NC: What's been in Steve Taylor's CD player lately?
ST: Well, I've got that Artic Monkeys album. I've got the new Streets album, which I'm not sure I like as much as the last two. The supeian stevens album, which is awesome and my favorite record of this year. The Arcade Fire record was my favorite of last year. I really enjoy listening to music. When I was running a record label it was getting to where I wasn't enjoying listening to music anymore, it was more like a job and now I really like it. Trying to think, what have I loaded into the old iPod lately? This band TV on the Radio is pretty good. Those are the ones I can think of off the top of my head. You got any ideas?

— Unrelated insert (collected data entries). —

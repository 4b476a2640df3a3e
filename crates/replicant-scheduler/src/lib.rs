//! replicant-scheduler — applies scaling decisions to workloads.
//!
//! Takes the replica count chosen by the decision engine and writes it to
//! every scalable workload (deployments, replica sets, stateful sets) that
//! matches the autoscaled selector.
//!
//! # Architecture
//!
//! ```text
//! WorkloadScaler::apply(n)
//!   └── for each configured kind
//!       ├── list_workloads()     ← failure aborts the apply
//!       └── update_replicas(n)   ← failure recorded, others continue
//! ```

pub mod scaler;

pub use scaler::{ApplyReport, WorkloadScaler};
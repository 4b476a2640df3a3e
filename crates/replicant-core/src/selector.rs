//! Label selector parsing and matching.
//!
//! Accepts the equality- and set-based selector syntax used by the
//! workload registry:
//!
//! ```text
//! app=web,tier!=cache,env in (prod,staging),!canary,track
//! ```
//!
//! The selector string is passed through to the registry verbatim; parsing
//! here validates it at startup and lets in-process registries evaluate it.

use std::collections::BTreeMap;
use std::fmt;
use std::str::FromStr;

use regex::Regex;

use crate::error::{ReplicantError, ReplicantResult};

const KEY: &str = r"(?:[a-z0-9](?:[-a-z0-9.]*[a-z0-9])?/)?[A-Za-z0-9](?:[-A-Za-z0-9_.]*[A-Za-z0-9])?";
const VALUE: &str = r"(?:[A-Za-z0-9](?:[-A-Za-z0-9_.]*[A-Za-z0-9])?)?";

/// Comparison applied by one selector term.
#[derive(Debug, Clone, PartialEq, Eq)]
pub enum Operator {
    Equals,
    NotEquals,
    In,
    NotIn,
    Exists,
    DoesNotExist,
}

/// One comma-separated term of a selector.
#[derive(Debug, Clone, PartialEq, Eq)]
pub struct Requirement {
    pub key: String,
    pub op: Operator,
    pub values: Vec<String>,
}

impl Requirement {
    fn matches(&self, labels: &BTreeMap<String, String>) -> bool {
        let value = labels.get(&self.key);
        match self.op {
            Operator::Equals | Operator::In => {
                value.is_some_and(|v| self.values.iter().any(|want| want == v))
            }
            Operator::NotEquals | Operator::NotIn => {
                value.is_none_or(|v| self.values.iter().all(|want| want != v))
            }
            Operator::Exists => value.is_some(),
            Operator::DoesNotExist => value.is_none(),
        }
    }
}

/// A parsed, validated label selector.
#[derive(Debug, Clone, PartialEq, Eq)]
pub struct LabelSelector {
    raw: String,
    requirements: Vec<Requirement>,
}

impl LabelSelector {
    /// Parse and validate a selector string.
    pub fn parse(raw: &str) -> ReplicantResult<Self> {
        let raw = raw.trim();
        if raw.is_empty() {
            return Err(ReplicantError::Config(
                "selector must not be empty".to_string(),
            ));
        }

        let equality = compile(&format!(r"^({KEY})\s*(==|=|!=)\s*({VALUE})$"))?;
        let set = compile(&format!(r"^({KEY})\s+(in|notin)\s+\(([^()]*)\)$"))?;
        let exists = compile(&format!(r"^(!?)\s*({KEY})$"))?;
        let value = compile(&format!(r"^{VALUE}$"))?;

        let mut requirements = Vec::new();
        for term in split_terms(raw)? {
            let term = term.trim();
            if let Some(caps) = equality.captures(term) {
                let op = if &caps[2] == "!=" {
                    Operator::NotEquals
                } else {
                    Operator::Equals
                };
                requirements.push(Requirement {
                    key: caps[1].to_string(),
                    op,
                    values: vec![caps[3].to_string()],
                });
            } else if let Some(caps) = set.captures(term) {
                let values: Vec<String> = caps[3]
                    .split(',')
                    .map(|v| v.trim().to_string())
                    .collect();
                if values.iter().any(|v| v.is_empty() || !value.is_match(v)) {
                    return Err(malformed(raw, term));
                }
                let op = if &caps[2] == "in" {
                    Operator::In
                } else {
                    Operator::NotIn
                };
                requirements.push(Requirement {
                    key: caps[1].to_string(),
                    op,
                    values,
                });
            } else if let Some(caps) = exists.captures(term) {
                let op = if caps[1].is_empty() {
                    Operator::Exists
                } else {
                    Operator::DoesNotExist
                };
                requirements.push(Requirement {
                    key: caps[2].to_string(),
                    op,
                    values: Vec::new(),
                });
            } else {
                return Err(malformed(raw, term));
            }
        }

        Ok(Self {
            raw: raw.to_string(),
            requirements,
        })
    }

    /// The selector as given, suitable for passing to the registry.
    pub fn as_str(&self) -> &str {
        &self.raw
    }

    pub fn requirements(&self) -> &[Requirement] {
        &self.requirements
    }

    /// Whether a label set satisfies every term.
    pub fn matches(&self, labels: &BTreeMap<String, String>) -> bool {
        self.requirements.iter().all(|r| r.matches(labels))
    }
}

impl FromStr for LabelSelector {
    type Err = ReplicantError;

    fn from_str(s: &str) -> Result<Self, Self::Err> {
        Self::parse(s)
    }
}

impl fmt::Display for LabelSelector {
    fn fmt(&self, f: &mut fmt::Formatter<'_>) -> fmt::Result {
        f.write_str(&self.raw)
    }
}

fn compile(pattern: &str) -> ReplicantResult<Regex> {
    Regex::new(pattern)
        .map_err(|e| ReplicantError::Config(format!("selector pattern: {e}")))
}

fn malformed(raw: &str, term: &str) -> ReplicantError {
    ReplicantError::Config(format!("malformed selector {raw:?}: bad term {term:?}"))
}

/// Split on commas that are not inside a parenthesised value list.
fn split_terms(raw: &str) -> ReplicantResult<Vec<&str>> {
    let mut terms = Vec::new();
    let mut depth = 0usize;
    let mut start = 0;
    for (i, c) in raw.char_indices() {
        match c {
            '(' => depth += 1,
            ')' => {
                depth = depth
                    .checked_sub(1)
                    .ok_or_else(|| malformed(raw, &raw[start..=i]))?;
            }
            ',' if depth == 0 => {
                terms.push(&raw[start..i]);
                start = i + 1;
            }
            _ => {}
        }
    }
    if depth != 0 {
        return Err(malformed(raw, &raw[start..]));
    }
    terms.push(&raw[start..]);
    Ok(terms)
}
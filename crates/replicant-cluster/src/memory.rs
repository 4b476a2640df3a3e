//! In-process workload registry.
//!
//! Backs the test suites. Holds labelled instances, usage readings
//! and workloads per namespace, evaluates selectors with [`LabelSelector`],
//! and can inject failures or latency into any operation.

use std::collections::{BTreeMap, HashMap, HashSet};
use std::sync::Arc;
use std::time::Duration;

use tokio::sync::Mutex;
use tracing::debug;

use replicant_core::{
    ContainerUsage, Instance, LabelSelector, ReplicantError, ReplicantResult, ScalableTarget,
    WorkloadKind,
};

use crate::api::{ClusterApi, ClusterFuture};

/// One `update_replicas` call as received.
#[derive(Debug, Clone, PartialEq, Eq)]
pub struct UpdateCall {
    pub namespace: String,
    pub kind: WorkloadKind,
    pub name: String,
    pub replicas: u32,
}

struct StoredInstance {
    namespace: String,
    labels: BTreeMap<String, String>,
    instance: Instance,
}

struct StoredWorkload {
    namespace: String,
    labels: BTreeMap<String, String>,
    target: ScalableTarget,
}

#[derive(Default)]
struct Faults {
    list_instances: bool,
    usage: HashSet<String>,
    list_kinds: HashSet<WorkloadKind>,
    updates: HashSet<String>,
}

#[derive(Default)]
struct Inner {
    instances: Vec<StoredInstance>,
    usage: HashMap<(String, String), Vec<ContainerUsage>>,
    workloads: Vec<StoredWorkload>,
    faults: Faults,
    latency: Duration,
    updates: Vec<UpdateCall>,
    list_instances_calls: usize,
}

/// A `ClusterApi` whose state lives in memory. Cheap to clone; clones share
/// state.
#[derive(Clone, Default)]
pub struct InMemoryCluster {
    inner: Arc<Mutex<Inner>>,
}

impl InMemoryCluster {
    pub fn new() -> Self {
        Self::default()
    }

    /// Register an instance with the given labels.
    pub async fn add_instance(&self, namespace: &str, labels: &[(&str, &str)], instance: Instance) {
        let mut inner = self.inner.lock().await;
        inner.instances.retain(|s| {
            !(s.namespace == namespace && s.instance.name == instance.name)
        });
        inner.instances.push(StoredInstance {
            namespace: namespace.to_string(),
            labels: to_labels(labels),
            instance,
        });
    }

    /// Set the usage readings returned for an instance.
    pub async fn set_usage(&self, namespace: &str, instance: &str, usage: Vec<ContainerUsage>) {
        let mut inner = self.inner.lock().await;
        inner
            .usage
            .insert((namespace.to_string(), instance.to_string()), usage);
    }

    /// Register a scalable workload with the given labels.
    pub async fn add_workload(
        &self,
        namespace: &str,
        labels: &[(&str, &str)],
        kind: WorkloadKind,
        name: &str,
        replicas: u32,
    ) {
        let mut inner = self.inner.lock().await;
        inner.workloads.push(StoredWorkload {
            namespace: namespace.to_string(),
            labels: to_labels(labels),
            target: ScalableTarget {
                kind,
                name: name.to_string(),
                current_replicas: replicas,
            },
        });
    }

    /// Current replica count of a workload, if it exists.
    pub async fn replicas(&self, namespace: &str, kind: WorkloadKind, name: &str) -> Option<u32> {
        let inner = self.inner.lock().await;
        inner
            .workloads
            .iter()
            .find(|w| w.namespace == namespace && w.target.kind == kind && w.target.name == name)
            .map(|w| w.target.current_replicas)
    }

    /// Every update call received so far, successful or injected-failed.
    pub async fn updates(&self) -> Vec<UpdateCall> {
        self.inner.lock().await.updates.clone()
    }

    /// How many times instances have been listed.
    pub async fn list_instances_calls(&self) -> usize {
        self.inner.lock().await.list_instances_calls
    }

    pub async fn fail_list_instances(&self, fail: bool) {
        self.inner.lock().await.faults.list_instances = fail;
    }

    pub async fn fail_usage(&self, instance: &str) {
        self.inner
            .lock()
            .await
            .faults
            .usage
            .insert(instance.to_string());
    }

    pub async fn fail_list(&self, kind: WorkloadKind) {
        self.inner.lock().await.faults.list_kinds.insert(kind);
    }

    pub async fn fail_update(&self, name: &str) {
        self.inner
            .lock()
            .await
            .faults
            .updates
            .insert(name.to_string());
    }

    pub async fn clear_faults(&self) {
        self.inner.lock().await.faults = Faults::default();
    }

    /// Delay every operation by `latency` before answering.
    pub async fn set_latency(&self, latency: Duration) {
        self.inner.lock().await.latency = latency;
    }

    async fn delay(&self) {
        let latency = self.inner.lock().await.latency;
        if !latency.is_zero() {
            tokio::time::sleep(latency).await;
        }
    }
}

impl ClusterApi for InMemoryCluster {
    fn list_instances<'a>(
        &'a self,
        namespace: &'a str,
        selector: &'a str,
    ) -> ClusterFuture<'a, Vec<Instance>> {
        Box::pin(async move {
            // Counted on entry so calls abandoned by a timeout still show up.
            self.inner.lock().await.list_instances_calls += 1;
            self.delay().await;
            let selector = parse_selector("list instances", selector)?;
            let inner = self.inner.lock().await;
            if inner.faults.list_instances {
                return Err(injected("list instances"));
            }
            let instances: Vec<Instance> = inner
                .instances
                .iter()
                .filter(|s| s.namespace == namespace && selector.matches(&s.labels))
                .map(|s| s.instance.clone())
                .collect();
            debug!(%namespace, count = instances.len(), "listed in-memory instances");
            Ok(instances)
        })
    }

    fn read_usage<'a>(
        &'a self,
        namespace: &'a str,
        instance: &'a str,
    ) -> ClusterFuture<'a, Vec<ContainerUsage>> {
        Box::pin(async move {
            self.delay().await;
            let inner = self.inner.lock().await;
            if inner.faults.usage.contains(instance) {
                return Err(injected("read usage"));
            }
            inner
                .usage
                .get(&(namespace.to_string(), instance.to_string()))
                .cloned()
                .ok_or_else(|| ReplicantError::Fetch {
                    operation: "read usage",
                    reason: format!("no metrics for {namespace}/{instance}"),
                })
        })
    }

    fn list_workloads<'a>(
        &'a self,
        namespace: &'a str,
        selector: &'a str,
        kind: WorkloadKind,
    ) -> ClusterFuture<'a, Vec<ScalableTarget>> {
        Box::pin(async move {
            self.delay().await;
            let selector = parse_selector("list workloads", selector)?;
            let inner = self.inner.lock().await;
            if inner.faults.list_kinds.contains(&kind) {
                return Err(injected("list workloads"));
            }
            Ok(inner
                .workloads
                .iter()
                .filter(|w| {
                    w.namespace == namespace && w.target.kind == kind && selector.matches(&w.labels)
                })
                .map(|w| w.target.clone())
                .collect())
        })
    }

    fn update_replicas<'a>(
        &'a self,
        namespace: &'a str,
        kind: WorkloadKind,
        name: &'a str,
        replicas: u32,
    ) -> ClusterFuture<'a, ()> {
        Box::pin(async move {
            self.delay().await;
            let mut inner = self.inner.lock().await;
            inner.updates.push(UpdateCall {
                namespace: namespace.to_string(),
                kind,
                name: name.to_string(),
                replicas,
            });
            if inner.faults.updates.contains(name) {
                return Err(ReplicantError::Update {
                    kind,
                    name: name.to_string(),
                    reason: "injected failure".to_string(),
                });
            }
            let workload = inner
                .workloads
                .iter_mut()
                .find(|w| w.namespace == namespace && w.target.kind == kind && w.target.name == name)
                .ok_or_else(|| ReplicantError::Update {
                    kind,
                    name: name.to_string(),
                    reason: "not found".to_string(),
                })?;
            workload.target.current_replicas = replicas;
            Ok(())
        })
    }
}

fn to_labels(labels: &[(&str, &str)]) -> BTreeMap<String, String> {
    labels
        .iter()
        .map(|(k, v)| (k.to_string(), v.to_string()))
        .collect()
}

fn parse_selector(operation: &'static str, selector: &str) -> ReplicantResult<LabelSelector> {
    LabelSelector::parse(selector).map_err(|e| ReplicantError::Fetch {
        operation,
        reason: e.to_string(),
    })
}

fn injected(operation: &'static str) -> ReplicantError {
    ReplicantError::Fetch {
        operation,
        reason: "injected failure".to_string(),
    }
}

NC: Well, I've been listening to the new Mungo Jerry album that came out not too long ago.
ST: A new Mungo Jerry record?
NC: Yeah, I've actually been in contact with Ray Dorset, who's their front man, and he was actually a fan of Chagall Guevara.
ST: Really?! That's wild! Ya know, I've got like a greatest hits CD of theirs. That's wild.
NC: And I've heard Randy Newman's working on a new album.
ST: Wow! Ya know,it's like, when I go back, if I need lyric inspiration it's like Randy Newman and Leonard Cohen and the Clash. So, Randy man, his lyrics still blow my mind. We saw him in town about a year, year and a half ago maybe, and he was with the symphony. It was just stunning.
NC: Steve, thank you! We'll have to get back together sometime.
ST: Hey, alright! I've enjoyed it!
The author would like to thank Steve Taylor for his time, the use of his tape recorder, and the bottle of water.